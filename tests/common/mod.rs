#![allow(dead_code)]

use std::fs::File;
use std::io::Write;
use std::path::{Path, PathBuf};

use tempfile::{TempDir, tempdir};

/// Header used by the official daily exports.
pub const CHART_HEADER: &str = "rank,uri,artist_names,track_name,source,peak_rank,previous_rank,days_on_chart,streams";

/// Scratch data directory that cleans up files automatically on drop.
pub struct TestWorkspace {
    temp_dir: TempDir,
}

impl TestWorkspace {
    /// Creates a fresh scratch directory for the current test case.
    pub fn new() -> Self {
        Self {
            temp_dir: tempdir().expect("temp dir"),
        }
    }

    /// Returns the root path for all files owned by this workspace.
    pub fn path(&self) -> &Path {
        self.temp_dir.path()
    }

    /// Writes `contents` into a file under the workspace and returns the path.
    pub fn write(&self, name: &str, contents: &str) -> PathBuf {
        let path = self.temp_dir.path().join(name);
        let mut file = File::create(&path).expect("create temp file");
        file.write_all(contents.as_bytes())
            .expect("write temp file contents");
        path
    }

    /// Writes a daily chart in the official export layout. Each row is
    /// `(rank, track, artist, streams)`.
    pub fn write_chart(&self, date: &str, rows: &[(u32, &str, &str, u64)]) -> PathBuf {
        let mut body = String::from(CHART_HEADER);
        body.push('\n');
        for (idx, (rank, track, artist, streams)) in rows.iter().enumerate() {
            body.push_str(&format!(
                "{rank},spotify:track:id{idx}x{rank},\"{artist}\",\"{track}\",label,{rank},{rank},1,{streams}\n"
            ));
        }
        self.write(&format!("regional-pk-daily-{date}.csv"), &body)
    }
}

____

- **REQUIRED WORK**
If a line of the entries above holds "directory", count it, then report the total alone.

- **RESULT OF THIS EXERCISE**
2